Data for the task >>
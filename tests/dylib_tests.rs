// Real wrapper libraries loaded through the dynamic linker
//
// Both version directories link the same fixture library, so only the link
// isolation keeps their process-wide state apart.
#![cfg(all(target_os = "linux", target_env = "gnu"))]

use serial_test::serial;
use std::os::unix::fs::symlink;
use std::path::{Path, PathBuf};
use std::process::Command;
use std::sync::{Arc, OnceLock};

use wrapman::error::RegistryError;
use wrapman::matrix::{EcosystemVersionConfig, LanguageVersionConfig, VersionMatrix};
use wrapman::registry::WrapperRegistry;
use wrapman::wrapper::{
    DylibOpener, HostNamespace, IsolatedLoader, LinkIsolation, LoadedWrapper, ARTIFACTS_DIR,
};

use test_utils::WrapperTree;

const REFUSING_SYMBOL: &str = "wrapman_fixture_refusing_create";

/// Build `fixtures/wrapper` once per test binary
fn fixture_library() -> &'static Path {
    static LIBRARY: OnceLock<PathBuf> = OnceLock::new();
    LIBRARY.get_or_init(|| {
        let target_dir = Path::new(env!("CARGO_TARGET_TMPDIR")).join("fixture-build");
        let status = Command::new(env!("CARGO"))
            .args(["build", "--quiet", "-p", "wrapman-fixture-wrapper", "--target-dir"])
            .arg(&target_dir)
            .current_dir(env!("CARGO_MANIFEST_DIR"))
            .status()
            .expect("cargo should start");
        assert!(status.success(), "fixture wrapper library failed to build");

        let library = target_dir.join("debug").join("libwrapman_fixture_wrapper.so");
        assert!(library.is_file(), "missing {}", library.display());
        library
    })
}

fn link_fixture(tree: &WrapperTree, language_version: &str) {
    tree.version(language_version);
    let link = tree
        .path()
        .join(language_version)
        .join(ARTIFACTS_DIR)
        .join("libwrapper.so");
    symlink(fixture_library(), link).unwrap();
}

fn dylib_loader(isolation: LinkIsolation) -> IsolatedLoader {
    IsolatedLoader::new(
        Arc::new(DylibOpener::new(isolation)),
        Arc::new(HostNamespace::empty()),
    )
}

fn matrix(language_versions: &[&str]) -> VersionMatrix {
    VersionMatrix::new(
        vec![EcosystemVersionConfig::new("0.9")
            .latest_stable()
            .with_language_versions(language_versions.iter().copied())],
        language_versions
            .iter()
            .map(|version| LanguageVersionConfig::new(*version))
            .collect(),
    )
}

#[test]
#[serial]
fn test_namespaces_keep_identical_libraries_apart() {
    let tree = WrapperTree::new();
    link_fixture(&tree, "1.2.71");
    link_fixture(&tree, "1.3.0");

    let init = WrapperRegistry::init(
        &matrix(&["1.2.71", "1.3.0"]),
        &tree.settings(),
        &dylib_loader(LinkIsolation::Namespace),
    );
    assert!(init.failures.is_empty(), "{:?}", init.failures);

    let old = init.registry.get("0.9", "1.2.71").unwrap();
    let new = init.registry.get("0.9", "1.3.0").unwrap();
    assert_eq!(old.compiler_version(), "1.2.71");
    assert_eq!(new.compiler_version(), "1.3.0");
    assert!(!LoadedWrapper::ptr_eq(old, new));
    assert_eq!(old.namespace().artifact_count(), 1);
}

#[test]
#[serial]
fn test_local_scope_shares_an_already_loaded_library() {
    let tree = WrapperTree::new();
    link_fixture(&tree, "1.2.71");
    link_fixture(&tree, "1.3.0");

    let init = WrapperRegistry::init(
        &matrix(&["1.2.71", "1.3.0"]),
        &tree.settings(),
        &dylib_loader(LinkIsolation::Local),
    );
    assert!(init.failures.is_empty(), "{:?}", init.failures);

    // One copy of the library serves both cells, so its bootstrap state leaks
    let old = init.registry.get("0.9", "1.2.71").unwrap();
    let new = init.registry.get("0.9", "1.3.0").unwrap();
    assert_eq!(old.compiler_version(), new.compiler_version());
}

#[test]
#[serial]
fn test_panicking_library_constructor_fails_its_cell() {
    let tree = WrapperTree::new();
    link_fixture(&tree, "1.3.0");

    let loader = dylib_loader(LinkIsolation::Local).with_symbol(REFUSING_SYMBOL);
    let init = WrapperRegistry::init(&matrix(&["1.3.0"]), &tree.settings(), &loader);

    assert!(init.registry.is_empty());
    match &init.failures[0].error {
        RegistryError::InstantiationError { symbol, reason, .. } => {
            assert_eq!(symbol, REFUSING_SYMBOL);
            assert_eq!(reason, "constructor returned null");
        }
        other => panic!("unexpected failure: {other:?}"),
    }
}

#[test]
#[serial]
fn test_panicking_library_bootstrap_fails_its_cell() {
    let tree = WrapperTree::new();
    link_fixture(&tree, "1.3.0-crash");

    let init = WrapperRegistry::init(
        &matrix(&["1.3.0-crash"]),
        &tree.settings(),
        &dylib_loader(LinkIsolation::Local),
    );

    assert!(init.registry.is_empty());
    match &init.failures[0].error {
        RegistryError::InitializationError { reason, .. } => {
            assert_eq!(reason, "init panicked: bootstrap of 1.3.0-crash crashed");
        }
        other => panic!("unexpected failure: {other:?}"),
    }
}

Work order >> The expected result is a copy of each line in the records where "status" appears.

Written reply >>
        let status = Command::new(env!("CARGO"))
            .status()
        assert!(status.success(), "fixture wrapper library failed to build");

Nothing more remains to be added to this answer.